Prompt
Find the lines below that contain "deletes" and tally them. Return only the total.

--- START ---

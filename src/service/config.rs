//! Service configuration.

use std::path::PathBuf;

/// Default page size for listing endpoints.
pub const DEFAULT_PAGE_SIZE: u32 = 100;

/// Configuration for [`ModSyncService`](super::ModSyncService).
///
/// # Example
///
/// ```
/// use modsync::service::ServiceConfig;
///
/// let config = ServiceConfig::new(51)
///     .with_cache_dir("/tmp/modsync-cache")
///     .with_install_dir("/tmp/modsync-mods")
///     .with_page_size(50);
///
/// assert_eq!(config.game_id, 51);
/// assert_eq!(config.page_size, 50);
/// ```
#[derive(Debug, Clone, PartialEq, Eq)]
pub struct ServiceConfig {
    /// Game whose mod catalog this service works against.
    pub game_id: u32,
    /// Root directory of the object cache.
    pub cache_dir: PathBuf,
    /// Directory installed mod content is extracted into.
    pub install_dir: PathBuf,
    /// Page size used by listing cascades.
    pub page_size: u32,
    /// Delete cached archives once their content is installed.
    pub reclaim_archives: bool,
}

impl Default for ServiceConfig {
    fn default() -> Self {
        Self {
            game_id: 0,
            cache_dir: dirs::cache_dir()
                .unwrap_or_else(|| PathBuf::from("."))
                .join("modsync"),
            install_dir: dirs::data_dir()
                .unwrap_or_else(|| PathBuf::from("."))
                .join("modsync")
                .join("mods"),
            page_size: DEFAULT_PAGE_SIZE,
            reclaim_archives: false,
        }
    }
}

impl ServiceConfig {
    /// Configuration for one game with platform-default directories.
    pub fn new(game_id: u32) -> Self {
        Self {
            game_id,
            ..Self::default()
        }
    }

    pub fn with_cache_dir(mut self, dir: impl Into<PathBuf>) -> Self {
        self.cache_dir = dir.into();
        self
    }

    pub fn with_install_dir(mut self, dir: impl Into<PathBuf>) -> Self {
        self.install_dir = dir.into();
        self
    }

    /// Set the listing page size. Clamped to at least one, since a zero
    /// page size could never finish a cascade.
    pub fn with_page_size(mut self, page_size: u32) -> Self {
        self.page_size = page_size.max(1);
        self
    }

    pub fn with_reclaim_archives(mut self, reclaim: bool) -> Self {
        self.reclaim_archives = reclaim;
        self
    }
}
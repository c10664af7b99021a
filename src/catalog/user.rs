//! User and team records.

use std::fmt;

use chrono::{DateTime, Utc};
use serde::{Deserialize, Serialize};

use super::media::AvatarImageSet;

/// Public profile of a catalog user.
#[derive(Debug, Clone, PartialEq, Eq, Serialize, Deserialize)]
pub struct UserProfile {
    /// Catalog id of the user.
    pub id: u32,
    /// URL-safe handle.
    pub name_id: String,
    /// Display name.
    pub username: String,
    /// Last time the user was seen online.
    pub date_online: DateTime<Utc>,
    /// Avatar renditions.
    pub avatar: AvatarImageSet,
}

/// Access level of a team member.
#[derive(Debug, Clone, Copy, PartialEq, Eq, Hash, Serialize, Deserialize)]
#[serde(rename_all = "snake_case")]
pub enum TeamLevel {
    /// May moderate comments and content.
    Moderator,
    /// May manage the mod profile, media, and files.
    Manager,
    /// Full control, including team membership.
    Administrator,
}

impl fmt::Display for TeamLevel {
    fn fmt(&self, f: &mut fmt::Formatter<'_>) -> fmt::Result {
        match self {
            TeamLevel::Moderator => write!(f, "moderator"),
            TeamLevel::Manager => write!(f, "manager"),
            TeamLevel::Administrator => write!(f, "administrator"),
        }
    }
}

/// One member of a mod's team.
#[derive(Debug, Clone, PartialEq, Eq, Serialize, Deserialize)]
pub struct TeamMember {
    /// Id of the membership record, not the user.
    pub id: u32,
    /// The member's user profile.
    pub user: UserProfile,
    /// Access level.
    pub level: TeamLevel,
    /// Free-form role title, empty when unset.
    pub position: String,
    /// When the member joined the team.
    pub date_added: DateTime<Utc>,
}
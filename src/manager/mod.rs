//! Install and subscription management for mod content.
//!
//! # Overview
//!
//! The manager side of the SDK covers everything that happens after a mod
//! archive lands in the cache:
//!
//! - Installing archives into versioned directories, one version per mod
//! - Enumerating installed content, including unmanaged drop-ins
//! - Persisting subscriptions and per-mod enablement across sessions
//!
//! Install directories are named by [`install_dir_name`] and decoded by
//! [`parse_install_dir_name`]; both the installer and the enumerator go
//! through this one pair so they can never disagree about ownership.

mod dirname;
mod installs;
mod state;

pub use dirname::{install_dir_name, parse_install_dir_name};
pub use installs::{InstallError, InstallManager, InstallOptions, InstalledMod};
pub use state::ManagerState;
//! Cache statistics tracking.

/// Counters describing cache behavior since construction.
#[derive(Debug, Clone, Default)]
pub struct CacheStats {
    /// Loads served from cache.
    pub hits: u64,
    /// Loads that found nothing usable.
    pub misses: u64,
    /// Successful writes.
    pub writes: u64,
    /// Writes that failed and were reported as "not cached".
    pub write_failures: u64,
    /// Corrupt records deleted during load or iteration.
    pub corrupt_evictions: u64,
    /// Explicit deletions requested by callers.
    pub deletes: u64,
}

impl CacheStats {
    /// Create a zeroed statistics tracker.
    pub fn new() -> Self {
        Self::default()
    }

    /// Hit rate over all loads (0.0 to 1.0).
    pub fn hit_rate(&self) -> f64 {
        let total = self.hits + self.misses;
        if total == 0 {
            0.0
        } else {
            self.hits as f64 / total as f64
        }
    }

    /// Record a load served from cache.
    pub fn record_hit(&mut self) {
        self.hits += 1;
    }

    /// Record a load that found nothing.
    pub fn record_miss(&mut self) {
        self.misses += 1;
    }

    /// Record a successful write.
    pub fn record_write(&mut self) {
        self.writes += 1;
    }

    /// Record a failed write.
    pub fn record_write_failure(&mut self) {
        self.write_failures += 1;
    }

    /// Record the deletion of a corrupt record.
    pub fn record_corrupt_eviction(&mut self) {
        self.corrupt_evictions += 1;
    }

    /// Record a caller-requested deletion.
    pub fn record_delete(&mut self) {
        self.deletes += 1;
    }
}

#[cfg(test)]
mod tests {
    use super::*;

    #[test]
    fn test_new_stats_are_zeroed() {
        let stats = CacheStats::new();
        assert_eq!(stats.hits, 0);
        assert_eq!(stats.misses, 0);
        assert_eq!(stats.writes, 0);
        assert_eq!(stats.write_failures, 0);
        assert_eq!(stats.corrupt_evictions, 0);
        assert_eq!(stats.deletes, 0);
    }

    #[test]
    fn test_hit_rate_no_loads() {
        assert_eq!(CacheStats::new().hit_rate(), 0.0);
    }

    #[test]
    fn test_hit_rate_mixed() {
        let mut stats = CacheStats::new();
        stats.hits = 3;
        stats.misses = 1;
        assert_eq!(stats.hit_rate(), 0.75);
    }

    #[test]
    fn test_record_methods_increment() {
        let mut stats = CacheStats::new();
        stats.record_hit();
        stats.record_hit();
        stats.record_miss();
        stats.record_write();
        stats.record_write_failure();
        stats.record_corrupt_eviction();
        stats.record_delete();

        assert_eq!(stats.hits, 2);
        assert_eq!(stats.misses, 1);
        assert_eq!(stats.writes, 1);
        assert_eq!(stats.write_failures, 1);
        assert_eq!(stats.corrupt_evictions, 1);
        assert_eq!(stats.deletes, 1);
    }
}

--- END ---

Answer to this exercise
4